Got that? Every investigation already in progress at the time of sunset gets to keep using the old powers. Every new investigation where the illegal conduct in question began before the sunset date gets to keep using the old powers. Over the span of a few days or weeks, that's going to cover almost every actual investigation. For the tiny number that don't fall into those categories, if there are any at all in the space of a short lapse, investigators will be "limited" to relying on every other incredibly broad tool in the Foreign Intelligence Surveillance Act arsenal—with, of course, the option to use plain old criminal investigative authorities as well.
But even without the grandfather clause it's unlikely a short-term lapse would have much effect, because these powers are just not used all that frequently. Lone Wolf has never been used—so to be worried about this, you'd have to believe that in the span of the lapse, we'll need it for the first time ever, and for some unfathonable reason unable to investigate effectively using ordinary criminal wiretaps. The business records provision—which would not totally expire but revert to a more limited form—is used about 40 time per year on average (though last year's 96 uses set a new record), and was not used at all for the first few years after the passage of the Patriot Act. Somehow in the immediate aftermath of the 9/11 attacks, when you'd think the urgency would be greatest, this supposedly critical tool did not seem so critical: Indeed, Justice Department officials quite explicitly directed agents to start using it only because they worried that they had to demonstrate to Congress that they "needed" it. Here, too, there are always slightly more limited alternatives under criminal investigative authorities—not to mention the vastly more popular National Secuirty Letters—if records must be obtained. Roving wiretaps have been used 22 times per year on average, meaning they constitute something like 1 or 2 percent of FISA wiretap orders each year. Roving orders allow investigators to follow a target to new phone lines or Internet accounts without returning to the court for authority, but typically at least begin with the set of facilities the target is known to be using at the time the order is issued, so even when it's granted the roving authority is unlikely to actually come into play immediately.

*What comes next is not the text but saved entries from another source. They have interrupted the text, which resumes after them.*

//! Groq chat completions client.

use async_trait::async_trait;
use tracing::{debug, error};

use super::config::GroqConfig;
use super::convert::{ChatResponse, ErrorResponse, to_chat_request};
use crate::error::{ModelError, Result};
use crate::llm::{ChatModel, CompletionRequest};

const PROVIDER: &str = "Groq";

/// A [`ChatModel`] backed by Groq's OpenAI-compatible chat completions API.
///
/// Uses `reqwest` to call `{base_url}/chat/completions` directly.
pub struct GroqClient {
    client: reqwest::Client,
    config: GroqConfig,
}

impl GroqClient {
    /// Create a client from a validated configuration.
    pub fn new(config: GroqConfig) -> Result<Self> {
        config.validate()?;
        let client = reqwest::Client::builder().timeout(config.timeout).build().map_err(|e| {
            ModelError::Config(format!("failed to build HTTP client: {e}"))
        })?;
        Ok(Self { client, config })
    }

    /// Return the client configuration.
    pub fn config(&self) -> &GroqConfig {
        &self.config
    }

    fn endpoint(&self) -> String {
        format!("{}/chat/completions", self.config.base_url)
    }
}

#[async_trait]
impl ChatModel for GroqClient {
    fn name(&self) -> &str {
        &self.config.model
    }

    async fn complete(&self, request: CompletionRequest) -> Result<String> {
        let body = to_chat_request(&self.config.model, self.config.temperature, &request);
        debug!(
            provider = PROVIDER,
            model = %self.config.model,
            message_count = body.messages.len(),
            json_mode = body.response_format.is_some(),
            "chat completion request"
        );

        let response = self
            .client
            .post(self.endpoint())
            .bearer_auth(&self.config.api_key)
            .json(&body)
            .send()
            .await
            .map_err(|e| {
                error!(provider = PROVIDER, error = %e, "request failed");
                ModelError::Request { provider: PROVIDER.into(), message: format!("{e}") }
            })?;

        if !response.status().is_success() {
            let status = response.status();
            let body = response.text().await.unwrap_or_default();
            let detail = serde_json::from_str::<ErrorResponse>(&body)
                .map(|e| e.error.message)
                .unwrap_or(body);

            error!(provider = PROVIDER, %status, "API error");
            return Err(ModelError::Api {
                provider: PROVIDER.into(),
                status: status.as_u16(),
                message: detail,
            });
        }

        let parsed: ChatResponse = response.json().await.map_err(|e| {
            error!(provider = PROVIDER, error = %e, "failed to parse response");
            ModelError::InvalidResponse {
                provider: PROVIDER.into(),
                message: format!("failed to parse response: {e}"),
            }
        })?;

        parsed
            .choices
            .into_iter()
            .next()
            .and_then(|choice| choice.message.content)
            .ok_or_else(|| ModelError::InvalidResponse {
                provider: PROVIDER.into(),
                message: "response contained no message content".into(),
            })
    }
}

So why are so many people who ought to know better pretending that even a single day without these handful of Patriot Act authorities would somehow crack the seventh seal? Because—as the previous administration learned all too well—it's easy to get what you want from people who are terrified, from people who believe that some looming emergency has deprived them of the luxury to stop, think, debate, and consider alternatives. And if, inconveniently, there are no real emergencies at hand, it turns out that it's surprisingly easy to manufacture one.